▶ [Problem statement]: Set the data down once more, in full and exactly.

── Record set

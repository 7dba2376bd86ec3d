//! # Order Planning API
//!
//! `GET /order/{items}` returns the pack plan for an order as a JSON object
//! keyed by pack size: `{"250":1,"5000":2}`.

use std::collections::BTreeMap;

use axum::extract::{Path, State};
use axum::routing::get;
use axum::{Json, Router};
use packer_core::PackPlan;
use utoipa::ToSchema;

use crate::error::AppError;
use crate::extractors::parse_path_int;
use crate::state::AppState;

/// Pack plan: pack size (as a string key) to number of packs.
#[derive(Debug, ToSchema)]
#[schema(as = OrderPlan, example = json!({"250": 1, "5000": 2}))]
pub struct PlanSchema(pub BTreeMap<String, u64>);

/// Build the order router.
pub fn router() -> Router<AppState> {
    Router::new()
        .route("/order", get(missing_items))
        .route("/order/", get(missing_items))
        .route("/order/{items}", get(get_order))
}

/// GET /order/{items}: Plan an order.
#[utoipa::path(
    get,
    path = "/order/{items}",
    params(("items" = String, Path, description = "Number of items ordered")),
    responses(
        (status = 200, description = "Pack plan", body = PlanSchema),
        (status = 400, description = "Invalid quantity or no pack sizes", body = crate::error::ErrorBody),
    ),
    tag = "order"
)]
pub async fn get_order(
    State(state): State<AppState>,
    Path(items): Path<String>,
) -> Result<Json<PackPlan>, AppError> {
    let quantity = parse_path_int(&items)?;

    let orders = state.orders.clone();
    let plan = tokio::task::spawn_blocking(move || orders.compute_order(quantity))
        .await
        .map_err(|e| AppError::Internal(format!("order task failed: {e}")))??;

    Ok(Json(plan))
}

/// GET /order: Rejects a request without a quantity.
async fn missing_items() -> AppError {
    AppError::BadRequest("you must provide a number of items".to_string())
}

#[cfg(test)]
mod tests {
    use super::*;
    use axum::body::Body;
    use axum::http::{Request, StatusCode};
    use http_body_util::BodyExt;
    use tower::ServiceExt;

    fn test_app(sizes: &[i64]) -> Router {
        let state = AppState::new();
        state.store.add_sizes(sizes).unwrap();
        router().with_state(state)
    }

    async fn get_json(app: Router, uri: &str) -> (StatusCode, serde_json::Value) {
        let resp = app
            .oneshot(Request::get(uri).body(Body::empty()).unwrap())
            .await
            .unwrap();
        let status = resp.status();
        let bytes = resp.into_body().collect().await.unwrap().to_bytes();
        (status, serde_json::from_slice(&bytes).unwrap())
    }

    #[tokio::test]
    async fn plans_order() {
        let app = test_app(&[250, 500, 1000, 2000, 5000]);
        let (status, body) = get_json(app, "/order/501").await;
        assert_eq!(status, StatusCode::OK);
        assert_eq!(body, serde_json::json!({"250": 1, "500": 1}));
    }

    #[tokio::test]
    async fn non_numeric_items() {
        let (status, body) = get_json(test_app(&[250]), "/order/test").await;
        assert_eq!(status, StatusCode::BAD_REQUEST);
        assert_eq!(body["error"], "please provide a numeric value");
    }

    #[tokio::test]
    async fn missing_items_both_forms() {
        for uri in ["/order", "/order/"] {
            let (status, body) = get_json(test_app(&[250]), uri).await;
            assert_eq!(status, StatusCode::BAD_REQUEST, "{uri}");
            assert_eq!(body["error"], "you must provide a number of items");
        }
    }

    #[tokio::test]
    async fn empty_catalogue() {
        let (status, body) = get_json(test_app(&[]), "/order/10").await;
        assert_eq!(status, StatusCode::BAD_REQUEST);
        assert_eq!(body["error"], "you must first add some packaging sizes");
    }
}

────

▶ [Answer to this task]:
repository 7dba2376bd86ec3d
//! # Order Planning API
//!
//! `GET /order/{items}` returns the pack plan for an order as a JSON object
//! keyed by pack size: `{"250":1,"5000":2}`.

use std::collections::BTreeMap;

use axum::extract::{Path, State};
use axum::routing::get;
use axum::{Json, Router};
use packer_core::PackPlan;
use utoipa::ToSchema;

use crate::error::AppError;
use crate::extractors::parse_path_int;
use crate::state::AppState;

/// Pack plan: pack size (as a string key) to number of packs.
#[derive(Debug, ToSchema)]
#[schema(as = OrderPlan, example = json!({"250": 1, "5000": 2}))]
pub struct PlanSchema(pub BTreeMap<String, u64>);

/// Build the order router.
pub fn router() -> Router<AppState> {
    Router::new()
        .route("/order", get(missing_items))
        .route("/order/", get(missing_items))
        .route("/order/{items}", get(get_order))
}

/// GET /order/{items}: Plan an order.
#[utoipa::path(
    get,
    path = "/order/{items}",
    params(("items" = String, Path, description = "Number of items ordered")),
    responses(
        (status = 200, description = "Pack plan", body = PlanSchema),
        (status = 400, description = "Invalid quantity or no pack sizes", body = crate::error::ErrorBody),
    ),
    tag = "order"
)]
pub async fn get_order(
    State(state): State<AppState>,
    Path(items): Path<String>,
) -> Result<Json<PackPlan>, AppError> {
    let quantity = parse_path_int(&items)?;

    let orders = state.orders.clone();
    let plan = tokio::task::spawn_blocking(move || orders.compute_order(quantity))
        .await
        .map_err(|e| AppError::Internal(format!("order task failed: {e}")))??;

    Ok(Json(plan))
}

/// GET /order: Rejects a request without a quantity.
async fn missing_items() -> AppError {
    AppError::BadRequest("you must provide a number of items".to_string())
}

#[cfg(test)]
mod tests {
    use super::*;
    use axum::body::Body;
    use axum::http::{Request, StatusCode};
    use http_body_util::BodyExt;
    use tower::ServiceExt;

    fn test_app(sizes: &[i64]) -> Router {
        let state = AppState::new();
        state.store.add_sizes(sizes).unwrap();
        router().with_state(state)
    }

    async fn get_json(app: Router, uri: &str) -> (StatusCode, serde_json::Value) {
        let resp = app
            .oneshot(Request::get(uri).body(Body::empty()).unwrap())
            .await
            .unwrap();
        let status = resp.status();
        let bytes = resp.into_body().collect().await.unwrap().to_bytes();
        (status, serde_json::from_slice(&bytes).unwrap())
    }

    #[tokio::test]
    async fn plans_order() {
        let app = test_app(&[250, 500, 1000, 2000, 5000]);
        let (status, body) = get_json(app, "/order/501").await;
        assert_eq!(status, StatusCode::OK);
        assert_eq!(body, serde_json::json!({"250": 1, "500": 1}));
    }

    #[tokio::test]
    async fn non_numeric_items() {
        let (status, body) = get_json(test_app(&[250]), "/order/test").await;
        assert_eq!(status, StatusCode::BAD_REQUEST);
        assert_eq!(body["error"], "please provide a numeric value");
    }

    #[tokio::test]
    async fn missing_items_both_forms() {
        for uri in ["/order", "/order/"] {
            let (status, body) = get_json(test_app(&[250]), uri).await;
            assert_eq!(status, StatusCode::BAD_REQUEST, "{uri}");
            assert_eq!(body["error"], "you must provide a number of items");
        }
    }

    #[tokio::test]
    async fn empty_catalogue() {
        let (status, body) = get_json(test_app(&[]), "/order/10").await;
        assert_eq!(status, StatusCode::BAD_REQUEST);
        assert_eq!(body["error"], "you must first add some packaging sizes");
    }
}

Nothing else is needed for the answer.